DEL PODER MUNICIPAL, DE LAS AUTORIDADES LOCALES Y DE UN NUEVO TIPO DE FEDERALISMO

La Constitución nada dice sobre el poder municipal y sobre la composición de las autoridades locales en las diversas partes de Francia. Los representantes de la nación habrán de ocuparse de ello en cuanto la paz nos haya devuelto la calma necesaria para mejorar nuestra organización interior; después de la defensa nacional, debe constituir el objeto más importante de sus meditaciones. No está, pues, fuera de lugar tratarlo aquí.

La dirección de los asuntos de todos pertenece a todos, es decir, a los representantes y a los delegados de todos. Lo que sólo interesa a una fracción debe ser decidido por esa fracción; lo que sólo se relaciona con el individuo, sólo debe ser sometido al individuo. Nunca se repetirá demasiado que la voluntad general no es más respetable que la particular cuando sale de su esfera propia de acción.

Imaginemos una nación de un millón de habitantes repartidos en cierto número de municipios; en cada municipio cada individuo tendrá intereses que sólo le afectan a él y que, por consiguiente, no deben estar sometidos a la jurisdicción del municipio. Habrá otros asuntos que interesan a todos los habitantes del municipio y esos intereses serán de la competencia municipal. Esos municipios, a su vez, tendrán intereses que sólo afectan al bien común de esa comunidad concreta y otros que serán comunes a un distrito. Los primeros serán de competencia puramente municipal; los segundos, de competencia distrital, y así sucesivamente, hasta llegar a los intereses generales, comunes a cada uno de los individuos que forman el millón de personas que integra la nación. Es evidente que sólo sobre estos últimos intereses tiene la población en su conjunto, o sus representantes, una jurisdicción legítima, y que si se inmiscuyen en los intereses de distrito, de municipio o individuales rebasan su competencia. Otro tanto ocurrirá si el distrito se inmiscuye en los intereses particulares de un municipio, o si éste atenta al interés puramente individual de uno de sus miembros.

La autoridad nacional, la autoridad de distrito, la autoridad municipal, deben permanecer cada una de ellas en su propio ámbito, lo cual nos lleva a establecer una verdad que estimamos fundamental. Hasta ahora se ha considerado al poder local como una rama dependiente del poder ejecutivo, cuando lo cierto es que, sin jamás estorbarlo, no debe depender nunca de él.
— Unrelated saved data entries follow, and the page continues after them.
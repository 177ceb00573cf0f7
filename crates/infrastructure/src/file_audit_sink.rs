//! Append-only JSON-lines file sink.

use std::collections::BTreeMap;
use std::fs::File;
use std::io::{ErrorKind, Write};
use std::path::{Path, PathBuf};
use std::sync::Arc;

use async_trait::async_trait;
use carelog_application::AuditSink;
use carelog_core::{AppError, AppResult};
use tokio::fs::OpenOptions;
use tokio::sync::Mutex;
use tracing::debug;

/// Sinks opened by this process, keyed by canonical destination.
static OPEN_FILE_SINKS: Mutex<BTreeMap<PathBuf, Arc<FileAuditSink>>> =
    Mutex::const_new(BTreeMap::new());

/// File-backed audit sink. Holds exactly one append handle per destination
/// for the lifetime of the process.
///
/// Each line is written on the blocking pool while the file lock is held, so
/// a caller that stops waiting never leaves half a line behind.
pub struct FileAuditSink {
    path: PathBuf,
    file: Arc<Mutex<File>>,
}

impl FileAuditSink {
    /// Opens (or creates) the destination in append mode, creating parent
    /// directories as needed.
    ///
    /// Repeated calls for the same destination, including concurrent ones,
    /// return the same sink.
    pub async fn open(path: impl AsRef<Path>) -> AppResult<Arc<Self>> {
        let path = canonical_destination(path.as_ref()).await?;

        let mut open_sinks = OPEN_FILE_SINKS.lock().await;
        if let Some(existing) = open_sinks.get(&path) {
            return Ok(existing.clone());
        }

        let file = OpenOptions::new()
            .create(true)
            .append(true)
            .open(&path)
            .await
            .map_err(|error| {
                AppError::Configuration(format!(
                    "failed to open audit log '{}' for append: {error}",
                    path.display()
                ))
            })?
            .into_std()
            .await;

        debug!(destination = %path.display(), "audit log opened");

        let sink = Arc::new(Self {
            path: path.clone(),
            file: Arc::new(Mutex::new(file)),
        });
        open_sinks.insert(path, sink.clone());

        Ok(sink)
    }

    /// Returns the canonical destination path.
    #[must_use]
    pub fn path(&self) -> &Path {
        self.path.as_path()
    }
}

#[async_trait]
impl AuditSink for FileAuditSink {
    async fn append_line(&self, line: &str) -> AppResult<()> {
        let mut buffer = Vec::with_capacity(line.len() + 1);
        buffer.extend_from_slice(line.as_bytes());
        buffer.push(b'\n');

        let mut file = self.file.clone().lock_owned().await;
        let written = tokio::task::spawn_blocking(move || write_line(&mut *file, &buffer))
            .await
            .map_err(|error| {
                AppError::Internal(format!("audit append task failed: {error}"))
            })?;

        written.map_err(|error| {
            AppError::Write(format!(
                "failed to append to audit log '{}': {error}",
                self.path.display()
            ))
        })
    }

    fn destination(&self) -> String {
        self.path.display().to_string()
    }
}

/// Writes one terminated line. A short write is closed with a newline so
/// the next line starts on its own.
fn write_line(out: &mut impl Write, line: &[u8]) -> std::io::Result<()> {
    let mut written = 0;
    while written < line.len() {
        match out.write(&line[written..]) {
            Ok(0) => {
                terminate_fragment(out, written);
                return Err(ErrorKind::WriteZero.into());
            }
            Ok(count) => written += count,
            Err(error) if error.kind() == ErrorKind::Interrupted => {}
            Err(error) => {
                terminate_fragment(out, written);
                return Err(error);
            }
        }
    }

    out.flush()
}

fn terminate_fragment(out: &mut impl Write, written: usize) {
    if written > 0 {
        let _ = out.write_all(b"\n");
    }
}

async fn canonical_destination(requested: &Path) -> AppResult<PathBuf> {
    let file_name = requested.file_name().ok_or_else(|| {
        AppError::Configuration(format!(
            "audit log destination '{}' does not name a file",
            requested.display()
        ))
    })?;
    let parent = requested
        .parent()
        .filter(|parent| !parent.as_os_str().is_empty())
        .unwrap_or_else(|| Path::new("."));

    tokio::fs::create_dir_all(parent).await.map_err(|error| {
        AppError::Configuration(format!(
            "failed to create audit log directory '{}': {error}",
            parent.display()
        ))
    })?;
    let parent = tokio::fs::canonicalize(parent).await.map_err(|error| {
        AppError::Configuration(format!(
            "failed to resolve audit log directory '{}': {error}",
            parent.display()
        ))
    })?;

    Ok(parent.join(file_name))
}
use std::io::Write;
use std::sync::Arc;

use async_trait::async_trait;
use carelog_core::{AppError, AppResult, NonEmptyString};
use carelog_domain::{AuditContext, AuditEntry, AuditLine, AuditSeverity};
use chrono::Utc;
use serde::Serialize;
use serde_json::{Map, Value};
use tracing::warn;

/// Port for append-only audit line persistence.
#[async_trait]
pub trait AuditSink: Send + Sync {
    /// Appends one rendered line. Implementations add the line terminator
    /// and must never interleave two lines.
    async fn append_line(&self, line: &str) -> AppResult<()>;

    /// Human-readable destination label used in operational warnings.
    fn destination(&self) -> String;

    /// Flushes anything accepted but not yet persisted. Sinks that write
    /// inside `append_line` have nothing to do.
    async fn shutdown(&self) -> AppResult<()> {
        Ok(())
    }
}

/// Caller-supplied fields for one audit entry.
#[derive(Debug, Clone)]
pub struct AuditRecordInput {
    action: String,
    user_id: Option<String>,
    patient_id: Option<String>,
    details: Map<String, Value>,
    severity: AuditSeverity,
    detail_error: Option<String>,
}

impl AuditRecordInput {
    /// Starts an input for the given action description.
    #[must_use]
    pub fn new(action: impl Into<String>) -> Self {
        Self {
            action: action.into(),
            user_id: None,
            patient_id: None,
            details: Map::new(),
            severity: AuditSeverity::default(),
            detail_error: None,
        }
    }

    /// Sets the acting principal.
    #[must_use]
    pub fn user_id(mut self, user_id: impl Into<String>) -> Self {
        self.user_id = Some(user_id.into());
        self
    }

    /// Sets the affected patient.
    #[must_use]
    pub fn patient_id(mut self, patient_id: impl Into<String>) -> Self {
        self.patient_id = Some(patient_id.into());
        self
    }

    /// Overrides the default `INFO` severity.
    #[must_use]
    pub fn severity(mut self, severity: AuditSeverity) -> Self {
        self.severity = severity;
        self
    }

    /// Adds one detail value. A value that cannot be encoded as JSON
    /// makes the whole entry fail at record time.
    #[must_use]
    pub fn detail(mut self, key: impl Into<String>, value: impl Serialize) -> Self {
        let key = key.into();
        match serde_json::to_value(value) {
            Ok(value) => {
                self.details.insert(key, value);
            }
            Err(error) if self.detail_error.is_none() => {
                self.detail_error = Some(format!("detail '{key}' is not representable: {error}"));
            }
            Err(_) => {}
        }
        self
    }

    /// Merges an already encoded detail mapping.
    #[must_use]
    pub fn details(mut self, details: Map<String, Value>) -> Self {
        self.details.extend(details);
        self
    }
}

/// Audit recorder handle bound to one sink.
///
/// Clones share the sink. Ambient context is captured at construction and
/// never re-read while recording.
#[derive(Clone)]
pub struct AuditService {
    sink: Arc<dyn AuditSink>,
    context: Arc<AuditContext>,
    echo_to_stdout: bool,
}

impl AuditService {
    /// Creates a recorder from a sink implementation.
    #[must_use]
    pub fn new(sink: Arc<dyn AuditSink>, context: AuditContext, echo_to_stdout: bool) -> Self {
        Self {
            sink,
            context: Arc::new(context),
            echo_to_stdout,
        }
    }

    /// Records one action. Failures are reported as warnings and never
    /// reach the caller.
    pub async fn record(&self, input: AuditRecordInput) {
        let action = input.action.clone();
        if let Err(error) = self.try_record(input).await {
            match &error {
                AppError::Write(_) => warn!(
                    destination = %self.sink.destination(),
                    action = %action,
                    %error,
                    "audit append failed"
                ),
                _ => warn!(action = %action, %error, "audit entry dropped"),
            }
        }
    }

    /// Records one action and returns the outcome.
    pub async fn try_record(&self, input: AuditRecordInput) -> AppResult<()> {
        let entry = self.build_entry(input)?;
        let line = AuditLine::render(&entry)?;
        self.sink.append_line(&line).await?;

        if self.echo_to_stdout {
            // Stdout may be closed; println! would panic.
            let _ = write_summary(&mut std::io::stdout().lock(), &entry);
        }

        Ok(())
    }

    /// Waits until every entry accepted so far is persisted. Entries
    /// recorded afterwards may be rejected.
    pub async fn shutdown(&self) -> AppResult<()> {
        self.sink.shutdown().await
    }

    /// Returns the ambient context stamped on every entry.
    #[must_use]
    pub fn context(&self) -> &AuditContext {
        &self.context
    }

    /// Returns whether entries are echoed to standard output.
    #[must_use]
    pub fn echoes_to_stdout(&self) -> bool {
        self.echo_to_stdout
    }

    /// Returns the sink destination label.
    #[must_use]
    pub fn destination(&self) -> String {
        self.sink.destination()
    }

    /// Returns true when both handles append through the same sink.
    #[must_use]
    pub fn shares_sink_with(&self, other: &Self) -> bool {
        Arc::ptr_eq(&self.sink, &other.sink)
    }

    fn build_entry(&self, input: AuditRecordInput) -> AppResult<AuditEntry> {
        if let Some(detail_error) = input.detail_error {
            return Err(AppError::Serialization(detail_error));
        }

        let action = NonEmptyString::new(input.action)
            .map_err(|_| AppError::Validation("audit action must not be empty".to_owned()))?;

        Ok(AuditEntry::new(
            Utc::now(),
            action,
            input.user_id,
            input.patient_id,
            &self.context,
            input.details,
            input.severity,
        ))
    }
}

fn write_summary(out: &mut impl Write, entry: &AuditEntry) -> std::io::Result<()> {
    writeln!(
        out,
        "[AUDIT] {} - User: {} - Patient: {}",
        entry.action().as_str(),
        entry.user_id().unwrap_or("None"),
        entry.patient_id().unwrap_or("None"),
    )
}

#[cfg(test)]
mod tests;
/// Shared application state.
#[derive(Clone)]
pub struct AppState {
    pub environment: String,
    pub version: &'static str,
}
Si se confían a las mismas manos los intereses de las fracciones y los del Estado, o si se hace depositarios de aquéllos a los agentes de los depositarios de éstos, resultarán divergencias de diversos tipos, y hasta los mismos inconvenientes que, a primera vista, son excluyentes coexistirán. Se obstaculizará frecuentemente la ejecución de las leyes, porque siendo los ejecutores de éstas los depositarios de los intereses de sus administrados querrán favorecer los intereses que están encargados de defender, a expensas de las leyes cuyo cumplimiento se les ha encomendado. También se verán perjudicados los intereses de los administrados, porque los administradores querrán agradar a una autoridad superior; estos dos males se producirán simultáneamente. Las leyes generales no se ejecutarán debidamente y los intereses parciales serán descuidados.
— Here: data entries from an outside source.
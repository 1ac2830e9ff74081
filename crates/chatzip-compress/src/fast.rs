use flate2::{Compress, Compression, Decompress, FlushCompress, FlushDecompress, Status};

use crate::buffer::GrowableBuffer;
use crate::compressor::{Compressor, DECOMPRESSION_SIZE_LIMIT};
use crate::error::CompressionError;

const CODEC_NAME: &str = "deflate";

/// Low-latency compressor: zlib-wrapped deflate at maximum effort.
///
/// A fresh `flate2` engine is created for every call and dropped when the
/// call returns. Nothing is carried between calls, so one instance can be
/// shared by any number of threads.
///
/// ```text
/// ┌──────────────┬─────────────────────────────────────────────┐
/// │ Format       │ zlib (RFC 1950) around raw deflate          │
/// │ Level        │ 9 (best)                                    │
/// │ Output limit │ DECOMPRESSION_SIZE_LIMIT unless overridden  │
/// └──────────────┴─────────────────────────────────────────────┘
/// ```
#[derive(Clone, Debug)]
pub struct FastCompressor {
    level: Compression,
    max_output: usize,
}

impl FastCompressor {
    pub fn new() -> Self {
        Self::with_limit(DECOMPRESSION_SIZE_LIMIT)
    }

    /// Same codec, different decompression limit.
    pub fn with_limit(max_output: usize) -> Self {
        Self {
            level: Compression::best(),
            max_output,
        }
    }
}

impl Default for FastCompressor {
    fn default() -> Self {
        Self::new()
    }
}

impl Compressor for FastCompressor {
    fn name(&self) -> &'static str {
        CODEC_NAME
    }

    fn compress(&self, text: &str) -> Result<Vec<u8>, CompressionError> {
        let mut engine = Compress::new(self.level, true);
        let mut out = GrowableBuffer::unbounded();
        let mut input = text.as_bytes();

        loop {
            out.reserve_spare();
            let before = engine.total_in();
            let status = engine
                .compress_vec(input, out.as_mut_vec(), FlushCompress::Finish)
                .map_err(|e| CompressionError::Deflate(e.to_string()))?;
            input = &input[consumed(before, engine.total_in())..];

            if status == Status::StreamEnd {
                break;
            }
        }

        Ok(out.into_inner())
    }

    fn decompress(&self, data: &[u8]) -> Result<String, CompressionError> {
        let mut engine = Decompress::new(true);
        let mut out = GrowableBuffer::bounded(self.max_output);
        let mut input = data;

        loop {
            out.reserve_spare();
            let (before_in, before_out) = (engine.total_in(), engine.total_out());
            let status = engine
                .decompress_vec(input, out.as_mut_vec(), FlushDecompress::None)
                .map_err(|e| malformed(e.to_string()))?;
            input = &input[consumed(before_in, engine.total_in())..];

            out.check_limit()?;

            if status == Status::StreamEnd {
                break;
            }

            // Spare room was available, yet nothing moved: the stream
            // stopped before its end marker.
            let stalled = engine.total_in() == before_in && engine.total_out() == before_out;
            if stalled && out.spare_len() > 0 {
                return Err(malformed("unexpected end of stream".to_owned()));
            }
        }

        String::from_utf8(out.into_inner()).map_err(|_| CompressionError::InvalidUtf8 { codec: CODEC_NAME })
    }
}

fn malformed(reason: String) -> CompressionError {
    CompressionError::Malformed {
        codec: CODEC_NAME,
        reason,
    }
}

/// Bytes consumed by one engine step. The delta is bounded by the input
/// slice handed to that step, so it always fits in `usize`.
#[allow(clippy::cast_possible_truncation)]
fn consumed(before: u64, after: u64) -> usize {
    (after - before) as usize
}
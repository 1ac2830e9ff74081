/// chatzip command-line tool: encode, decode, and inspect compressed chat
/// segments.
///
/// # Command overview
///
/// ```text
/// chatzip <COMMAND> [OPTIONS]
///
/// Commands:
///   encode     Compress every $!…!$ segment of a message
///   decode     Expand every $!…!$ segment of a message
///   inspect    Show the envelope of one encoded segment
///   help       Print help information
///
/// Global options:
///   --max-size <BYTES>   Decompression limit per segment (default 65536)
///   -v, --verbose        Debug logging (RUST_LOG still wins when set)
///   -h, --help           Print help
///   -V, --version        Print version
/// ```
///
/// # Exit codes
///
/// | Code | Meaning                                      |
/// |------|----------------------------------------------|
/// | 0    | Success                                      |
/// | 1    | Error (bad input, I/O failure, config error) |
///
/// Text is read from the positional argument or, when absent, from stdin.
/// Errors go to stderr so stdout can be piped cleanly.
use std::io::{self, Read};
use std::process;

use anyhow::{Context, Result};
use chatzip_codec::{CodecConfig, MessageCodec};
use clap::{Parser, Subcommand};

mod cmd_decode;
mod cmd_encode;
mod cmd_inspect;

// ── CLI root ──────────────────────────────────────────────────────────────────

/// Embed compressed text in chat messages.
#[derive(Parser)]
#[command(name = "chatzip", version, about = "Chat message compression CLI")]
struct Cli {
    #[command(subcommand)]
    command: Commands,

    /// Maximum decompressed size of one segment, in bytes.
    #[arg(long, global = true, value_name = "BYTES")]
    max_size: Option<usize>,

    /// Enable debug logging.
    #[arg(short, long, global = true)]
    verbose: bool,
}

// ── Sub-commands ──────────────────────────────────────────────────────────────

#[derive(Subcommand)]
enum Commands {
    /// Compress the segments of a message.
    Encode(EncodeArgs),
    /// Expand the segments of a message.
    Decode(DecodeArgs),
    /// Print the envelope of a single encoded segment.
    Inspect(InspectArgs),
}

// ── Argument structs ──────────────────────────────────────────────────────────

/// Arguments for `chatzip encode`.
///
/// Without `--segment`, only `$!…!$` spans are encoded and everything else
/// is copied through. With `--segment`, the whole input becomes one
/// segment and the output is wrapped in markers, ready to paste.
#[derive(clap::Args)]
pub struct EncodeArgs {
    /// Message text. Read from stdin when omitted.
    pub text: Option<String>,

    /// Treat the whole input as a single segment.
    #[arg(long)]
    pub segment: bool,
}

/// Arguments for `chatzip decode`.
///
/// Segments that fail to decode are replaced by `!<error>!` inline; the
/// command itself still succeeds.
#[derive(clap::Args)]
pub struct DecodeArgs {
    /// Message text. Read from stdin when omitted.
    pub text: Option<String>,
}

/// Arguments for `chatzip inspect`.
///
/// ```text
/// ┌──────────┬──────────────────────────────────────────────────┐
/// │ Flag     │ Effect                                           │
/// ├──────────┼──────────────────────────────────────────────────┤
/// │ --json   │ Print the summary as a JSON object               │
/// │ --hex    │ Also dump the envelope bytes as hex (text only)  │
/// └──────────┴──────────────────────────────────────────────────┘
/// ```
#[derive(clap::Args)]
pub struct InspectArgs {
    /// Encoded segment, with or without its `$!`/`!$` markers.
    pub segment: String,

    /// Print JSON instead of text.
    #[arg(long)]
    pub json: bool,

    /// Dump the envelope bytes in hex.
    #[arg(long)]
    pub hex: bool,
}

// ── Shared helpers ────────────────────────────────────────────────────────────

/// The positional text, or all of stdin.
fn read_input(text: Option<&str>) -> Result<String> {
    if let Some(text) = text {
        return Ok(text.to_owned());
    }
    let mut buf = String::new();
    io::stdin()
        .read_to_string(&mut buf)
        .context("cannot read message from stdin")?;
    // A trailing newline from `echo` or a heredoc is not part of the message.
    if buf.ends_with('\n') {
        buf.pop();
        if buf.ends_with('\r') {
            buf.pop();
        }
    }
    Ok(buf)
}

fn build_codec(max_size: Option<usize>) -> Result<MessageCodec> {
    let mut config = CodecConfig::default();
    if let Some(limit) = max_size {
        config = config.with_max_decompressed_size(limit);
    }
    MessageCodec::from_config(&config).context("invalid codec configuration")
}

fn init_logging(verbose: bool) {
    let default = if verbose { "debug" } else { "warn" };
    env_logger::Builder::from_env(env_logger::Env::default().default_filter_or(default))
        .format_timestamp(None)
        .init();
}

// ── Entry point ───────────────────────────────────────────────────────────────

fn main() {
    let cli = Cli::parse();
    init_logging(cli.verbose);

    let result = build_codec(cli.max_size).and_then(|codec| match cli.command {
        Commands::Encode(args) => cmd_encode::run(&codec, &args),
        Commands::Decode(args) => cmd_decode::run(&codec, &args),
        Commands::Inspect(args) => cmd_inspect::run(&codec, &args),
    });

    if let Err(e) = result {
        eprintln!("error: {e:#}");
        process::exit(1);
    }
}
Quien haya reflexionado sobre la organización del poder municipal en las diversas constituciones que hemos tenido, habrá observado que siempre el poder ejecutivo ha tenido que esforzarse para hacer cumplir las leyes y que ha existido siempre una oposición sorda, o, al menos, una tendencia a la inercia en el poder municipal. Esta presión constante de parte del primero de esos poderes, esa oposición sorda de parte del segundo, actuaban siempre como causas inminentes de disolución. Se recuerdan aún las quejas del poder ejecutivo, bajo la Constitución de 1791, sobre la hostilidad permanente que le manifestaba el poder municipal; o bajo la Constitución del año III, sobre el estado de estancamiento y pasividad en que se hallaba la administración local. Ello se debía a que en la primera de estas constituciones no existían en las administraciones locales agentes realmente sometidos al poder ejecutivo, y a que en la segunda esas administraciones se encontraban en tal dependencia que el resultado era la apatía y el desánimo.
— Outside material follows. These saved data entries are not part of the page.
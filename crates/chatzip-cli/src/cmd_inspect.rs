/// Implementation of `chatzip inspect`.
///
/// Parses one segment's envelope without decompressing it.
///
/// # Output format
///
/// ```text
/// Identifier: 2 (zstd)
/// Symbols:    41
/// Body:       73 bytes
/// Envelope:   02 28 b5 2f fd ...        (only with --hex)
/// ```
///
/// With `--json` the same fields are printed as one JSON object
/// (`identifier`, `compressor`, `body_len`, `symbols`, and `envelope_hex`
/// when `--hex` is also given).
use anyhow::{Context, Result};
use chatzip_codec::MessageCodec;
use chatzip_wire::radix;

use crate::InspectArgs;

/// Run the `chatzip inspect` command.
///
/// # Errors
///
/// Returns an error if the segment contains foreign symbols or has no
/// envelope.
pub fn run(codec: &MessageCodec, args: &InspectArgs) -> Result<()> {
    let segment = strip_markers(codec, args.segment.trim());

    let info = codec
        .inspect_segment(segment)
        .context("failed to inspect segment")?;

    // inspect_segment already validated every symbol, so this cannot fail.
    let envelope = if args.hex {
        Some(hex::encode(
            radix::decode(segment, codec.alphabet()).context("failed to decode segment")?,
        ))
    } else {
        None
    };

    if args.json {
        let mut value = serde_json::to_value(&info).context("failed to serialise summary")?;
        if let (Some(envelope), Some(object)) = (envelope, value.as_object_mut()) {
            object.insert("envelope_hex".to_owned(), serde_json::Value::String(envelope));
        }
        println!("{}", serde_json::to_string_pretty(&value)?);
        return Ok(());
    }

    println!(
        "Identifier: {} ({})",
        info.identifier,
        info.compressor.unwrap_or("unknown compressor")
    );
    println!("Symbols:    {}", info.symbols);
    println!("Body:       {} bytes", info.body_len);
    if let Some(envelope) = envelope {
        println!("Envelope:   {}", spaced(&envelope));
    }
    Ok(())
}

/// Accept a segment pasted with or without its markers.
fn strip_markers<'a>(codec: &MessageCodec, segment: &'a str) -> &'a str {
    let scanner = codec.scanner();
    segment
        .strip_prefix(scanner.start())
        .and_then(|s| s.strip_suffix(scanner.end()))
        .unwrap_or(segment)
}

/// `"0228b5"` → `"02 28 b5"`.
fn spaced(hex: &str) -> String {
    hex.as_bytes()
        .chunks(2)
        .map(|pair| String::from_utf8_lossy(pair))
        .collect::<Vec<_>>()
        .join(" ")
}

#[cfg(test)]
mod tests {
    use super::*;

    #[test]
    fn spaced_groups_bytes() {
        assert_eq!(spaced("0228b5"), "02 28 b5");
        assert_eq!(spaced(""), "");
    }

    #[test]
    fn markers_are_optional() {
        let codec = MessageCodec::standard().unwrap();
        assert_eq!(strip_markers(&codec, "$!abc!$"), "abc");
        assert_eq!(strip_markers(&codec, "abc"), "abc");
        assert_eq!(strip_markers(&codec, "$!abc"), "$!abc");
    }
}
Siempre que de los miembros de poder municipal se hagan agentes subordinados del poder ejecutivo, habrá que conferir a éste el derecho de destitución, de modo que el poder municipal sólo será vano fantasma. Si se hace nombrar por el pueblo, tal nombramiento servirá únicamente para darle apariencia de misión popular lo que le hará hostil a la autoridad superior y le impondrá deberes que no le será posible cumplir. El pueblo sólo habrá nombrado sus administradores para ver anular su elección y para verse vejado por el ejercicio de una fuerza extraña que, con el pretexto del interés general, se entremeterá en los intereses particulares que más independientes deberían estar de ella.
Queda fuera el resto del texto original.